-- Data for the task follows --

//! Error types.

/// Fatal reconciliation failures. Both abort the run: they point at malformed or
/// incompatible input tables, not at transient faults.
#[derive(thiserror::Error, Debug, Clone, PartialEq, Eq)]
pub enum ReconcileError {
    #[error("Missing column '{target}' in {table} table: {hint}")]
    MissingColumn {
        table: String,
        target: String,
        hint: String,
    },
    #[error(
        "No shared columns between the {left} and {right} tables after name normalisation"
    )]
    Alignment { left: String, right: String },
}

impl ReconcileError {
    pub fn missing_column(table: &str, target: &str) -> Self {
        ReconcileError::MissingColumn {
            table: table.to_string(),
            target: target.to_string(),
            hint: format!("expected a column named '{target}' or a close variant"),
        }
    }
}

-- Data for the task concluded --

## Aim of the exercise
If the word "target" appears in a line above, copy that line.

## Solution
    #[error("Missing column '{target}' in {table} table: {hint}")]
        target: String,
    pub fn missing_column(table: &str, target: &str) -> Self {
            target: target.to_string(),
            hint: format!("expected a column named '{target}' or a close variant"),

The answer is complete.